Quando Colombo aterrou, o cânhamo era o segundo material mais utilizado na construção naval. Com efeito, três dos navios de Colombo tinham velas e cordas feitas de cânhamo.
Quanto aos pais fundadores, George Washington, John Adams e Thomas Jefferson eram todos ávidos agricultores de cânhamo.
Benjamin Franklin produziu o seu próprio papel de cânhamo e os dois primeiros esboços da Declaração de Independência foram também escritos em papel de cânhamo.
A proibição do cânhamo é largamente atribuída a três indivíduos específicos; Richard Nixon, Harry J. Anslinger e William Randolph Hearst.
Si la guerre contre la drogue est le résultat de la campagne du président Richard Nixon en 1973, la diabolisation du chanvre a commencé un demi-siècle auparavant. W.R. Hearst était le propriétaire du plus grand groupe de presse des années 1920 et possédait également de vastes étendues forestières. On dit que Hearst craignait la culture du chanvre, notamment en raison de son potentiel industriel et de ses usages multiples, dont l’extraction de composés comme le CBD issus de certaines variétés modernes de la plante.
Enquanto as árvores podem levar até 80 anos a crescer, as culturas de cânhamo podem ser colhidas em apenas quatro meses. O cânhamo também contém menos lignina e maiores concentrações de celulose - tornando o cânhamo uma fonte de papel muito mais viável do que as árvores.
Sabendo que o cânhamo constituiria uma séria ameaça à sua indústria, bem como aos seus valores patrimoniais, a Hearst iniciou uma campanha de propaganda incansável contra a canábis.

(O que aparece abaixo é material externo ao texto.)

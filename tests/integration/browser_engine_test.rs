// Copyright (c) 2025 Kirky.X
//
// Licensed under the MIT License
// See LICENSE file in the project root for full license information.

/// 浏览器引擎集成测试
///
/// 需要本机安装 Chromium，默认忽略

#[cfg(test)]
mod tests {
    use std::time::Duration;
    use storage_scraper::engines::browser_engine::{BrowserEngine, BrowserOptions};
    use storage_scraper::engines::traits::{EngineError, FetchRequest, PageFetcher};
    use wiremock::matchers::{header, header_exists, method, path};
    use wiremock::{Mock, MockServer, ResponseTemplate};

    fn fast_options() -> BrowserOptions {
        BrowserOptions {
            settle_delay: Duration::from_millis(100),
            ..BrowserOptions::default()
        }
    }

    #[tokio::test]
    #[ignore] // Requires Chromium to be installed
    async fn test_fetch_renders_script_content() {
        let server = MockServer::start().await;
        Mock::given(method("GET"))
            .and(path("/units"))
            .and(header("user-agent", "storage-scraper-test"))
            .respond_with(ResponseTemplate::new(200).set_body_raw(
                "<html><body><div id=\"units\"></div><script>document.getElementById('units').textContent = '5x5 $50/month';</script></body></html>",
                "text/html",
            ))
            .mount(&server)
            .await;

        let engine = BrowserEngine::launch(&fast_options()).await.unwrap();
        let request = FetchRequest::new(
            format!("{}/units", server.uri()),
            "storage-scraper-test",
            Duration::from_secs(30),
        );

        let page = engine.fetch(&request).await.unwrap();
        assert_eq!(page.status_code, 200);
        assert!(page.content.contains("5x5 $50/month"));

        engine.shutdown().await.unwrap();
    }

    #[tokio::test]
    #[ignore] // Requires Chromium to be installed
    async fn test_cookies_do_not_leak_between_fetches() {
        let server = MockServer::start().await;
        // mounted first so it wins whenever a cookie comes back
        Mock::given(method("GET"))
            .and(path("/b"))
            .and(header_exists("cookie"))
            .respond_with(ResponseTemplate::new(409).set_body_raw("<p>shared</p>", "text/html"))
            .mount(&server)
            .await;
        Mock::given(method("GET"))
            .and(path("/a"))
            .respond_with(
                ResponseTemplate::new(200)
                    .insert_header("Set-Cookie", "session=unit-a; Path=/")
                    .set_body_raw("<p>facility a</p>", "text/html"),
            )
            .mount(&server)
            .await;
        Mock::given(method("GET"))
            .and(path("/b"))
            .respond_with(ResponseTemplate::new(200).set_body_raw("<p>facility b</p>", "text/html"))
            .mount(&server)
            .await;

        let engine = BrowserEngine::launch(&fast_options()).await.unwrap();
        let timeout = Duration::from_secs(30);

        let first = FetchRequest::new(format!("{}/a", server.uri()), "storage-scraper-test", timeout);
        assert_eq!(engine.fetch(&first).await.unwrap().status_code, 200);

        let second = FetchRequest::new(format!("{}/b", server.uri()), "storage-scraper-test", timeout);
        let page = engine.fetch(&second).await.unwrap();
        assert_eq!(page.status_code, 200);
        assert!(page.content.contains("facility b"));

        engine.shutdown().await.unwrap();
    }

    #[tokio::test]
    #[ignore] // Requires Chromium to be installed
    async fn test_error_status_is_http_error() {
        let server = MockServer::start().await;
        Mock::given(method("GET"))
            .respond_with(ResponseTemplate::new(404).set_body_raw("<h1>gone</h1>", "text/html"))
            .mount(&server)
            .await;

        let engine = BrowserEngine::launch(&fast_options()).await.unwrap();
        let request = FetchRequest::new(server.uri(), "storage-scraper-test", Duration::from_secs(30));

        assert_eq!(
            engine.fetch(&request).await.unwrap_err(),
            EngineError::HttpError(404)
        );

        engine.shutdown().await.unwrap();
    }

    #[tokio::test]
    #[ignore] // Requires Chromium to be installed
    async fn test_unreachable_host_is_navigation_failure() {
        let engine = BrowserEngine::launch(&fast_options()).await.unwrap();
        let request = FetchRequest::new(
            "http://127.0.0.1:9/",
            "storage-scraper-test",
            Duration::from_secs(15),
        );

        let err = engine.fetch(&request).await.unwrap_err();
        assert!(matches!(err, EngineError::NavigationFailed(_)), "got {:?}", err);

        engine.shutdown().await.unwrap();
    }
}
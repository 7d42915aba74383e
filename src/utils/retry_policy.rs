// Copyright (c) 2025 Kirky.X
//
// Licensed under the MIT License
// See LICENSE file in the project root for full license information.

use crate::engines::traits::EngineError;
use std::time::Duration;

/// 页面抓取重试策略
#[derive(Debug, Clone)]
pub struct RetryPolicy {
    /// 最大重试次数（不含首次尝试）
    pub max_retries: u32,
    /// 初始退避时间
    pub initial_backoff: Duration,
    /// 最大退避时间
    pub max_backoff: Duration,
    /// 退避乘数
    pub backoff_multiplier: f64,
    /// 抖动因子 (0.0-1.0)
    pub jitter_factor: f64,
    /// 是否启用抖动
    pub enable_jitter: bool,
}

impl Default for RetryPolicy {
    fn default() -> Self {
        Self {
            max_retries: 3,
            initial_backoff: Duration::from_secs(1),
            max_backoff: Duration::from_secs(30),
            backoff_multiplier: 2.0,
            jitter_factor: 0.1,
            enable_jitter: true,
        }
    }
}

impl RetryPolicy {
    /// 使用给定的最大重试次数创建标准策略
    pub fn with_max_retries(max_retries: u32) -> Self {
        Self {
            max_retries,
            ..Self::default()
        }
    }

    /// 不重试
    pub fn none() -> Self {
        Self::with_max_retries(0)
    }

    /// 计算第 `attempt` 次重试（从1开始）前的退避时间
    pub fn calculate_backoff(&self, attempt: u32) -> Duration {
        let exponent = attempt.saturating_sub(1) as i32;
        let backoff_secs = self.initial_backoff.as_secs_f64() * self.backoff_multiplier.powi(exponent);
        let capped_backoff = backoff_secs.min(self.max_backoff.as_secs_f64());

        let final_backoff = if self.enable_jitter && capped_backoff > 0.0 {
            let jitter_range = capped_backoff * self.jitter_factor;
            if jitter_range > 0.0 {
                (capped_backoff + rand::random_range(-jitter_range..jitter_range)).max(0.0)
            } else {
                capped_backoff
            }
        } else {
            capped_backoff
        };

        Duration::from_secs_f64(final_backoff)
    }

    /// 已完成 `attempt` 次重试后是否还应该重试
    pub fn should_retry(&self, attempt: u32) -> bool {
        attempt < self.max_retries
    }

    /// 根据错误类型判断是否应该重试
    pub fn should_retry_with_error(&self, attempt: u32, error: &EngineError) -> bool {
        self.should_retry(attempt) && error.is_retryable()
    }
}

Numa tentativa de demonizar a canábis, Hearst popularizou o nome 'marijuana' para criar uma amálgama e associar o cânhamo às drogas, apresentando-o a uma luz negativa.
Esta demonização inteligentemente orquestrada acabou por levar a que a marijuana fosse listada no Anexo 1 ao abrigo da Lei das Substâncias Controladas, em 1970.